What you are asked to do:
Please return only the lines from the one holding "filename crates/hrocm-wire/src/units.rs" through the one holding "bandwidth in THz.", exactly as they appear in the records below, both ends included.

═════ Supplied records ═════

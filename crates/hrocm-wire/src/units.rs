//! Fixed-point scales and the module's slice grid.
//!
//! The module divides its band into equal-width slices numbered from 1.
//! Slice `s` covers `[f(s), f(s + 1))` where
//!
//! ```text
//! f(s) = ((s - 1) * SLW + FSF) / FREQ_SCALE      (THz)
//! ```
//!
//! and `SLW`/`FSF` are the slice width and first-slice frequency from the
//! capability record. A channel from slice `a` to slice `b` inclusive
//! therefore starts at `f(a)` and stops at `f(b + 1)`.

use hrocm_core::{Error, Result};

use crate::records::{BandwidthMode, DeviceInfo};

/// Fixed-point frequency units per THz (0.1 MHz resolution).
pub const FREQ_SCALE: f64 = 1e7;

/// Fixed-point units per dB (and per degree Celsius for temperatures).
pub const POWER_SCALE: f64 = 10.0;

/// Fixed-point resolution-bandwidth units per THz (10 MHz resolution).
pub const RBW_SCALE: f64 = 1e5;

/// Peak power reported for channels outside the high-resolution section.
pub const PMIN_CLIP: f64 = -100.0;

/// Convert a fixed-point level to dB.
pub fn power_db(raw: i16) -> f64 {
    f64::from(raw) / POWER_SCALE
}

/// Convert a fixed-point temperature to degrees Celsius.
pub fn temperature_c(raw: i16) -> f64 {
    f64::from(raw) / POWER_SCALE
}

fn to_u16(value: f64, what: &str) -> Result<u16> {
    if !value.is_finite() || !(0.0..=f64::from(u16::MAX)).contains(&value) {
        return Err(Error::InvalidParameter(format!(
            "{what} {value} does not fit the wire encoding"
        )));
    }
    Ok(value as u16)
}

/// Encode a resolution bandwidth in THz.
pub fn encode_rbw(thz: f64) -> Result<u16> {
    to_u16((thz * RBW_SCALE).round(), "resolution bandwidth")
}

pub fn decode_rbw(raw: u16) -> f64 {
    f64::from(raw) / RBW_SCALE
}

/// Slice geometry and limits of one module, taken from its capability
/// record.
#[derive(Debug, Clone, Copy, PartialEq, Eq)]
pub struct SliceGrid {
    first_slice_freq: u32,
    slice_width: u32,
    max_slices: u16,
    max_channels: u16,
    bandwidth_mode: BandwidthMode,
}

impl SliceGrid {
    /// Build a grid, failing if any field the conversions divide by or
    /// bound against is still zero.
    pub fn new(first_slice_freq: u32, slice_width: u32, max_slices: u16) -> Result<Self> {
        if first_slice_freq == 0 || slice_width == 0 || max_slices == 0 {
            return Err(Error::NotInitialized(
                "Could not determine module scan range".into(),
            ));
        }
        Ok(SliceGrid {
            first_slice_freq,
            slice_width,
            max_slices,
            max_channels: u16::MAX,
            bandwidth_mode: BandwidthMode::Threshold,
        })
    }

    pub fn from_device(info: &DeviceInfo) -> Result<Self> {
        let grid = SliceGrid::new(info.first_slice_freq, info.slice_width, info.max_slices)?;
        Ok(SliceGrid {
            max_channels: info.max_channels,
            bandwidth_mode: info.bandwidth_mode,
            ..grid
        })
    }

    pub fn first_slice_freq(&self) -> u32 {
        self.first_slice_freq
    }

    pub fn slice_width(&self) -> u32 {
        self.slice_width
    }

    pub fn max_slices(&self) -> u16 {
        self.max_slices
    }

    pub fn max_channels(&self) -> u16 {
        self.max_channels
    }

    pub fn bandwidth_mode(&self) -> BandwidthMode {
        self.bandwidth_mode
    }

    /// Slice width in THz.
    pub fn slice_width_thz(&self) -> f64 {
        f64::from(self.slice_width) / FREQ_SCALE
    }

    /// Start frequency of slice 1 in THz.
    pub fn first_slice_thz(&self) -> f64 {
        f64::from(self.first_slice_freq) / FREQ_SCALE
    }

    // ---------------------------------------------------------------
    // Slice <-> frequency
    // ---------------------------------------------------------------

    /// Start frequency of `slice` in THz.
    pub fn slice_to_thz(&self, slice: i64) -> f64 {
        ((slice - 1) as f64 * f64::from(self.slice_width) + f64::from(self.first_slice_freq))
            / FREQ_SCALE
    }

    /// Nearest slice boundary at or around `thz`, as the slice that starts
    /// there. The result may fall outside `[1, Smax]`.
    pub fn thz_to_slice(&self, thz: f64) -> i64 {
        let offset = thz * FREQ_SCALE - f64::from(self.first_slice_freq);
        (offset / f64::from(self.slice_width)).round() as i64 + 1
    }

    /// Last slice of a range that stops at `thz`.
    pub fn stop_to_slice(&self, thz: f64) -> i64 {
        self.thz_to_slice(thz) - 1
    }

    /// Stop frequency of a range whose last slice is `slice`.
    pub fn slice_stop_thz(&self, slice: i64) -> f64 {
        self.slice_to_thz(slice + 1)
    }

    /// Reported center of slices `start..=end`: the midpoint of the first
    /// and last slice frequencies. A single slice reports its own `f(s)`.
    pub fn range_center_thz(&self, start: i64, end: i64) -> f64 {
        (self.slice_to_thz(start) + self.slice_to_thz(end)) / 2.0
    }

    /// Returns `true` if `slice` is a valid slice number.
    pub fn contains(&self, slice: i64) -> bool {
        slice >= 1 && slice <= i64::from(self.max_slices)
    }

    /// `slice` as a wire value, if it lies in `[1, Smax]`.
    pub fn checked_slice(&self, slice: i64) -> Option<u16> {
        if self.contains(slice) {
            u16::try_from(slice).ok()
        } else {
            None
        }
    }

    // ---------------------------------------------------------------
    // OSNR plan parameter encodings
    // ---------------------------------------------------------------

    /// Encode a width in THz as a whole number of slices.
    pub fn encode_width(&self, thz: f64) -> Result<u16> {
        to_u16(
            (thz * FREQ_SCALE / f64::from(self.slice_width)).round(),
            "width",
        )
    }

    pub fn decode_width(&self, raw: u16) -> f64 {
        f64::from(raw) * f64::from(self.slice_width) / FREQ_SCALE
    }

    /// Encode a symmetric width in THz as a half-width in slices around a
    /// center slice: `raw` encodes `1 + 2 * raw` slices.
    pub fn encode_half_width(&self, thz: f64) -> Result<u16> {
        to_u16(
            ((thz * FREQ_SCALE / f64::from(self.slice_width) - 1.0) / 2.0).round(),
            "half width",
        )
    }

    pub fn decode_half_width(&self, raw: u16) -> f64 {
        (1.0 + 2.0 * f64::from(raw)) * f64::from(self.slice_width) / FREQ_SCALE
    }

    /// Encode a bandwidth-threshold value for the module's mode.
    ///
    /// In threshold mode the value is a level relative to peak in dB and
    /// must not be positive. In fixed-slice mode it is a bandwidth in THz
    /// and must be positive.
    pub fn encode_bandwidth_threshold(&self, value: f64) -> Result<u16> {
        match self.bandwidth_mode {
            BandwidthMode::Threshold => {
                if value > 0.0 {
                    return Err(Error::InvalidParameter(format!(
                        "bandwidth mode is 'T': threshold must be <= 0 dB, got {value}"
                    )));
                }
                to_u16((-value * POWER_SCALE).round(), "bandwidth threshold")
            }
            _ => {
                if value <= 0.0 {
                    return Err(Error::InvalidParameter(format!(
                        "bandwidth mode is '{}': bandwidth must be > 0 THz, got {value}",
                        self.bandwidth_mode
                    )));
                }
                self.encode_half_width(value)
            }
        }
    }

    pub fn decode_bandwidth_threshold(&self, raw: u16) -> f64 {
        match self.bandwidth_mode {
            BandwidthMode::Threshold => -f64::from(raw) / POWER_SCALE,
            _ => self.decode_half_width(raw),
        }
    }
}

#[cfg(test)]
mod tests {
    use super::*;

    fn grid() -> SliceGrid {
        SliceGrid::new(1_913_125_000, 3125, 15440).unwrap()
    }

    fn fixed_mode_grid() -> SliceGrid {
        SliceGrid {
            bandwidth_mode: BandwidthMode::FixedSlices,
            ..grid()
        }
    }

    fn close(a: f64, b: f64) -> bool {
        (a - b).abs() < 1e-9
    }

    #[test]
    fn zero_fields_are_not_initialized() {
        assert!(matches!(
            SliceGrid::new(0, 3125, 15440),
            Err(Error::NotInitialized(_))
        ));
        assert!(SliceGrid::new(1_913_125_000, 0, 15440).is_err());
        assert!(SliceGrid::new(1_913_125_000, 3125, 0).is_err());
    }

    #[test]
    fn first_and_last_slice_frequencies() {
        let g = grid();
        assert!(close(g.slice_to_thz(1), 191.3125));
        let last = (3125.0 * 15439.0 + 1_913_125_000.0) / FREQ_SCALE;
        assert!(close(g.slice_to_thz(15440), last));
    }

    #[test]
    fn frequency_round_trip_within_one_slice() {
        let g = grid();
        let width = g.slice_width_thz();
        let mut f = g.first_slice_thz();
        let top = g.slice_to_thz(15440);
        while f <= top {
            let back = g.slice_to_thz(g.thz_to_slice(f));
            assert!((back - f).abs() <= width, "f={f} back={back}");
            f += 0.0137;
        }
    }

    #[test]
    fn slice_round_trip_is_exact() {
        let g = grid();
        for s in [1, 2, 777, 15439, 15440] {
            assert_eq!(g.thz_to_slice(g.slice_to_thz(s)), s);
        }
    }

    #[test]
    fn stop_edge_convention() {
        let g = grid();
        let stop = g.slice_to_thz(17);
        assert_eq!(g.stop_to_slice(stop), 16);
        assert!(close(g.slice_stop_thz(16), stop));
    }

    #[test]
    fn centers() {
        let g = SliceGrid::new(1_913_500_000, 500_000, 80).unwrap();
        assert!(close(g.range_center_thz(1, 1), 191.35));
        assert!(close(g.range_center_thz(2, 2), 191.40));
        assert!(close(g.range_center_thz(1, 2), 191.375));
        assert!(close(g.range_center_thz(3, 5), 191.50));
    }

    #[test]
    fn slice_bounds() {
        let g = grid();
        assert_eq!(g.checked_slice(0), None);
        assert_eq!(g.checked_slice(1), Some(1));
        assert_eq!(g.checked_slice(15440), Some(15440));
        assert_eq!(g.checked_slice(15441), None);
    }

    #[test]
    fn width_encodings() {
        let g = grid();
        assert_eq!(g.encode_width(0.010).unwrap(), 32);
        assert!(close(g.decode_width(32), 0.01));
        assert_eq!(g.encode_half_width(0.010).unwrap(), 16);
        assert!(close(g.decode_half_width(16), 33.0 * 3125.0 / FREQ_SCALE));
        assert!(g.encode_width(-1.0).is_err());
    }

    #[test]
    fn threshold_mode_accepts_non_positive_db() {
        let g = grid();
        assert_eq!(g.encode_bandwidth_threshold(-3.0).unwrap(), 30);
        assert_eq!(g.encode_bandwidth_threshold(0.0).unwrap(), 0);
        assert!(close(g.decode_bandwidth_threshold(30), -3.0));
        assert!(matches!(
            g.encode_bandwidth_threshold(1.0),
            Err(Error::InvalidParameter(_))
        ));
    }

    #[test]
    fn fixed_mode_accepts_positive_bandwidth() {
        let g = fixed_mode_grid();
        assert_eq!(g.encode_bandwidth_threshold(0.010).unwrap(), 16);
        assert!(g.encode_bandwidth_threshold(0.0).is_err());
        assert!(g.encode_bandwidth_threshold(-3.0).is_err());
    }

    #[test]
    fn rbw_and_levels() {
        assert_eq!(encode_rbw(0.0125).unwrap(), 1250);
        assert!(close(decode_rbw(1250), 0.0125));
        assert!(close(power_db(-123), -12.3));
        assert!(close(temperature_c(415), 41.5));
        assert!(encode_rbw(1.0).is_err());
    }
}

═════
═════ Supplied records ═════

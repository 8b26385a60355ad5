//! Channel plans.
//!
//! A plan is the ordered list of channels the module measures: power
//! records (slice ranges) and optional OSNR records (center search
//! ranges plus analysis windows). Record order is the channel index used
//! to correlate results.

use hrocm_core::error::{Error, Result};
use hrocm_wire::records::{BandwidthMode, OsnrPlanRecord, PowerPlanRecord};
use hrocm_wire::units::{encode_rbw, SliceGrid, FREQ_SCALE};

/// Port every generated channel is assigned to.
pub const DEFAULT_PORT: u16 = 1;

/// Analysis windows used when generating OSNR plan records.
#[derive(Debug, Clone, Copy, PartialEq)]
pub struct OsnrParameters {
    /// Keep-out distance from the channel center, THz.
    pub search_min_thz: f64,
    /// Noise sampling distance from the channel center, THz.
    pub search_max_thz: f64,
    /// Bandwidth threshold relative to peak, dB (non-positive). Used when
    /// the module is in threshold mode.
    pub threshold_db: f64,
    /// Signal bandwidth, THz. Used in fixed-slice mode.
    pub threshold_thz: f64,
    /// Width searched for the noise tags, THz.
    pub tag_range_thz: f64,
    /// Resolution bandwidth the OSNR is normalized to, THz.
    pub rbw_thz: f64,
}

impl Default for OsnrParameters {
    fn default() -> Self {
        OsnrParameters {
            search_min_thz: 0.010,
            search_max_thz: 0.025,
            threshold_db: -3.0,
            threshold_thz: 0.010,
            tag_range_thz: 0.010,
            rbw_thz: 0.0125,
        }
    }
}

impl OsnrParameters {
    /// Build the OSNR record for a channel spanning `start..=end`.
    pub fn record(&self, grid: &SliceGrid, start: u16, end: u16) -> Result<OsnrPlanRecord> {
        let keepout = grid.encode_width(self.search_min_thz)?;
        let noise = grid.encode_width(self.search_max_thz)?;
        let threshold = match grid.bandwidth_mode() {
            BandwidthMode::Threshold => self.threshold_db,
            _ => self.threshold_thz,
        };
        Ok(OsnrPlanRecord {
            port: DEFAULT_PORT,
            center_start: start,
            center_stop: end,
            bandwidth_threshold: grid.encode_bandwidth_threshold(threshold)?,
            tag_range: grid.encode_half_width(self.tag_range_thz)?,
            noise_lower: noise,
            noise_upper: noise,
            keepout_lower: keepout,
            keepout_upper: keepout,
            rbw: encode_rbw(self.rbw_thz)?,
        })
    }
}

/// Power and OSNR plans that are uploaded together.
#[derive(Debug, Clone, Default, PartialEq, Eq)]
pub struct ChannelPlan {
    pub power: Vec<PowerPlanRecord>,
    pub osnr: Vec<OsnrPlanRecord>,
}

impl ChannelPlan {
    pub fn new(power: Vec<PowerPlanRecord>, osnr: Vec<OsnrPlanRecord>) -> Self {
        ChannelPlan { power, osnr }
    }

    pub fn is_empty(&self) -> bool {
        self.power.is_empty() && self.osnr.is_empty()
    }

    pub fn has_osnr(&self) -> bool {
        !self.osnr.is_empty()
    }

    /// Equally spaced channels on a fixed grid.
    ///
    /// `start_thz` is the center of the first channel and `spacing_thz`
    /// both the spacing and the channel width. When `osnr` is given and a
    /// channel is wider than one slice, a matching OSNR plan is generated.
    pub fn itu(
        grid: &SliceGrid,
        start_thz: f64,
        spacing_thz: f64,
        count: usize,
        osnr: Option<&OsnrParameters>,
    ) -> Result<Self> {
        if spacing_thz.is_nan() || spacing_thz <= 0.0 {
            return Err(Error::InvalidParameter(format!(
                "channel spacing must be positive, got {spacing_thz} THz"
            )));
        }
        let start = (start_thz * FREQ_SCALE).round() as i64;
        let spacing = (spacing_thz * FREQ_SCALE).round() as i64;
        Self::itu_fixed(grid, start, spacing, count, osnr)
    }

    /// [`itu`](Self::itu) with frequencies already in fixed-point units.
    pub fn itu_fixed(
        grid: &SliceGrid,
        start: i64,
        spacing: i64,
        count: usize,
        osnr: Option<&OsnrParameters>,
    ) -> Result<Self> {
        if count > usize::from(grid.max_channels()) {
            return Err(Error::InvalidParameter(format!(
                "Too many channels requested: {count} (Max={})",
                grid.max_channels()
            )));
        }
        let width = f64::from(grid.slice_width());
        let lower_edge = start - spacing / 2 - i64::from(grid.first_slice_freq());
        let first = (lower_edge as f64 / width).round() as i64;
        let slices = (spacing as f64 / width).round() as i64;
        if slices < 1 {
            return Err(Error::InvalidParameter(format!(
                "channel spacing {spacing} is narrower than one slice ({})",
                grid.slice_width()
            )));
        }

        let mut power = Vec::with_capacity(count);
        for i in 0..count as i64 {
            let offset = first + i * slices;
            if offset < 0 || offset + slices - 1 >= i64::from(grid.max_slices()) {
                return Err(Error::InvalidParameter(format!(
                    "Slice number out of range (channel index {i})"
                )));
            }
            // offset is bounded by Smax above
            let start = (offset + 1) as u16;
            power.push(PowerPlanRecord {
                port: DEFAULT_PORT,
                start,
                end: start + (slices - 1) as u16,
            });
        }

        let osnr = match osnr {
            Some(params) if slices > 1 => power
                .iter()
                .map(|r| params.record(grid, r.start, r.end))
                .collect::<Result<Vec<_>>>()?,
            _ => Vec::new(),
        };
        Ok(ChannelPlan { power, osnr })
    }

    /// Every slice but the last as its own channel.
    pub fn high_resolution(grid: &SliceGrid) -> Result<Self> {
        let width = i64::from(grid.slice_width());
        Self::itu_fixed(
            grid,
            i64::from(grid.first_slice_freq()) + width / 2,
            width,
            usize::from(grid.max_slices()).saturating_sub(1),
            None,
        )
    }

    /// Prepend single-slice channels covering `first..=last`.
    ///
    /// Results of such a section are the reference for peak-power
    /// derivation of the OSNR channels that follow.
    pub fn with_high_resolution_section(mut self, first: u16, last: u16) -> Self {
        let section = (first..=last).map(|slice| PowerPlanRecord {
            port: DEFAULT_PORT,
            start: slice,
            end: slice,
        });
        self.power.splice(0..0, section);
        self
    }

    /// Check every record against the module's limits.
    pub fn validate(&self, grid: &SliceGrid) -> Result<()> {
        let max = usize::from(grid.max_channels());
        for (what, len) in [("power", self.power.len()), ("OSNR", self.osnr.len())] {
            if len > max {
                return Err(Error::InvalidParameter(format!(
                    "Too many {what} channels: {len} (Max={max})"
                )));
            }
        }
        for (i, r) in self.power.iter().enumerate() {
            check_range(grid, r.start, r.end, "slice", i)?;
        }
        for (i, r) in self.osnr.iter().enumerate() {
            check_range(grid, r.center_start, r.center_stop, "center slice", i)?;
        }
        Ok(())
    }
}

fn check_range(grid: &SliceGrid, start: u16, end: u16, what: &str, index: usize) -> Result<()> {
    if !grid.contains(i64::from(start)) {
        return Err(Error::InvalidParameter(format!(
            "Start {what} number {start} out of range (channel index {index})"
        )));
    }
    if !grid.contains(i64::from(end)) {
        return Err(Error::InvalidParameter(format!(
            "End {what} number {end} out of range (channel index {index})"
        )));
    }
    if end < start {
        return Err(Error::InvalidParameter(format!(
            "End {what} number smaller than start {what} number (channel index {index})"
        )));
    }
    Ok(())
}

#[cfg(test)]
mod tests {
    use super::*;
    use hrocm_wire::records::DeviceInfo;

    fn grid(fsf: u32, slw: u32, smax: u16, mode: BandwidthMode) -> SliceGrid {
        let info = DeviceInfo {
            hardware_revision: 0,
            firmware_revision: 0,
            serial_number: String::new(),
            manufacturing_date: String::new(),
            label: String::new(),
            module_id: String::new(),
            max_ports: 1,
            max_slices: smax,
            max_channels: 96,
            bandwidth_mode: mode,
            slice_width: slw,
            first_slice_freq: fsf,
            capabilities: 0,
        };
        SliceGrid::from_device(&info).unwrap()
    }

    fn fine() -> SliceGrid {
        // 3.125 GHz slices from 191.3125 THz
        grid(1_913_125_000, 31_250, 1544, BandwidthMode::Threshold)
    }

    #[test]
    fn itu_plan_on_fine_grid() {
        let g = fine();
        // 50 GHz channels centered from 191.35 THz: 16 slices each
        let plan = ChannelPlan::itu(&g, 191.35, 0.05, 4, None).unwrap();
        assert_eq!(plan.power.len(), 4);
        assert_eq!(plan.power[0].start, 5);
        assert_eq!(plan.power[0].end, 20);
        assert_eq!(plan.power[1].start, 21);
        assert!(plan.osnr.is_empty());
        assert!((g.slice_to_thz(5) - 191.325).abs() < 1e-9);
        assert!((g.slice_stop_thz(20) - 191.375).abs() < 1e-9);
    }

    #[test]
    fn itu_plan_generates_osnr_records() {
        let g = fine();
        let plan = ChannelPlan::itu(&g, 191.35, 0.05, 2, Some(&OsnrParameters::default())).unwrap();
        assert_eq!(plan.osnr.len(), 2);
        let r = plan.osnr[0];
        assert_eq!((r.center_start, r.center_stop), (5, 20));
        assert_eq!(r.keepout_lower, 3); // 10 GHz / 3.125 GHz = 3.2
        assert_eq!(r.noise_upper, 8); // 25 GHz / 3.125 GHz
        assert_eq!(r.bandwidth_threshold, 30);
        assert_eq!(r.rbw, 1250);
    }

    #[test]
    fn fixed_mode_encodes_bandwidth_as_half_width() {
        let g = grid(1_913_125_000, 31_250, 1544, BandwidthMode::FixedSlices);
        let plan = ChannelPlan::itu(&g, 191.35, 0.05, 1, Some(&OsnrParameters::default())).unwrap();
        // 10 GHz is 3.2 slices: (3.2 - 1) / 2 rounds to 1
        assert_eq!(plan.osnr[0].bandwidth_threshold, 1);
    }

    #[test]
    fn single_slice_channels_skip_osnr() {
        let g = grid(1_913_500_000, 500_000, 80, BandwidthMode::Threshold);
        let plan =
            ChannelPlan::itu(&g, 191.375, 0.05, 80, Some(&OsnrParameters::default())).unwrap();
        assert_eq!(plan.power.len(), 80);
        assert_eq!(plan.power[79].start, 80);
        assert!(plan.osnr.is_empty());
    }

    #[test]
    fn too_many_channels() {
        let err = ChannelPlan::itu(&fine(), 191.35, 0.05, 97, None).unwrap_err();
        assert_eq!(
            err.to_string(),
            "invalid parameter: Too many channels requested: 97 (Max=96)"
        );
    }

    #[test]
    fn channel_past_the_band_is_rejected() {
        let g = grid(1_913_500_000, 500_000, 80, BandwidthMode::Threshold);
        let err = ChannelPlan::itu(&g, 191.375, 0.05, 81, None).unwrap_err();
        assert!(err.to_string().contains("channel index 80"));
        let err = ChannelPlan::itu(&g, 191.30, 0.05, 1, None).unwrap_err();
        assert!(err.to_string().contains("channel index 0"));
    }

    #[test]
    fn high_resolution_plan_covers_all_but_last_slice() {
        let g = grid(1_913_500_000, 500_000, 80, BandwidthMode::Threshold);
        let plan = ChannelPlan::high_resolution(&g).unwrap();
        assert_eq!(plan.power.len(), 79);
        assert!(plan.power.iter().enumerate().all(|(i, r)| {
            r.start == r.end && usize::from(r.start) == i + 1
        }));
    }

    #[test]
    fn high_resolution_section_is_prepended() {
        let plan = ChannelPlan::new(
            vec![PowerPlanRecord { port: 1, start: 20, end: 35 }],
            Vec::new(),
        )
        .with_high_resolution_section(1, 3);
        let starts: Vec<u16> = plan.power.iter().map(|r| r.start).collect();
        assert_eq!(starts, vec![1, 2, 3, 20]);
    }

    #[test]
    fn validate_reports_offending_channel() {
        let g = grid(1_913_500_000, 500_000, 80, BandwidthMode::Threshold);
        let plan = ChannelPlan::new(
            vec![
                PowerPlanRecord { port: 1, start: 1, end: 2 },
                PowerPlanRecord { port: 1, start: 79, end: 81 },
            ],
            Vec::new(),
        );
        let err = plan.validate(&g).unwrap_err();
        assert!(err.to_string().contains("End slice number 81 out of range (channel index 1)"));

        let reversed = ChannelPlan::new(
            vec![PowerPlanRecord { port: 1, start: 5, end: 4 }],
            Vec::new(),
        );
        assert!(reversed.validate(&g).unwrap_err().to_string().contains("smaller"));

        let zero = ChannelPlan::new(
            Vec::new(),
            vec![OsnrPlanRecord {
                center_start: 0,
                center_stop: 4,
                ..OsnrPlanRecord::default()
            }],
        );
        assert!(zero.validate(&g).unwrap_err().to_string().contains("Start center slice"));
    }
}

═════

Finished exercise:
filename crates/hrocm-wire/src/units.rs
//! Fixed-point scales and the module's slice grid.
//!
//! The module divides its band into equal-width slices numbered from 1.
//! Slice `s` covers `[f(s), f(s + 1))` where
//!
//! ```text
//! f(s) = ((s - 1) * SLW + FSF) / FREQ_SCALE      (THz)
//! ```
//!
//! and `SLW`/`FSF` are the slice width and first-slice frequency from the
//! capability record. A channel from slice `a` to slice `b` inclusive
//! therefore starts at `f(a)` and stops at `f(b + 1)`.

use hrocm_core::{Error, Result};

use crate::records::{BandwidthMode, DeviceInfo};

/// Fixed-point frequency units per THz (0.1 MHz resolution).
pub const FREQ_SCALE: f64 = 1e7;

/// Fixed-point units per dB (and per degree Celsius for temperatures).
pub const POWER_SCALE: f64 = 10.0;

/// Fixed-point resolution-bandwidth units per THz (10 MHz resolution).
pub const RBW_SCALE: f64 = 1e5;

/// Peak power reported for channels outside the high-resolution section.
pub const PMIN_CLIP: f64 = -100.0;

/// Convert a fixed-point level to dB.
pub fn power_db(raw: i16) -> f64 {
    f64::from(raw) / POWER_SCALE
}

/// Convert a fixed-point temperature to degrees Celsius.
pub fn temperature_c(raw: i16) -> f64 {
    f64::from(raw) / POWER_SCALE
}

fn to_u16(value: f64, what: &str) -> Result<u16> {
    if !value.is_finite() || !(0.0..=f64::from(u16::MAX)).contains(&value) {
        return Err(Error::InvalidParameter(format!(
            "{what} {value} does not fit the wire encoding"
        )));
    }
    Ok(value as u16)
}

/// Encode a resolution bandwidth in THz.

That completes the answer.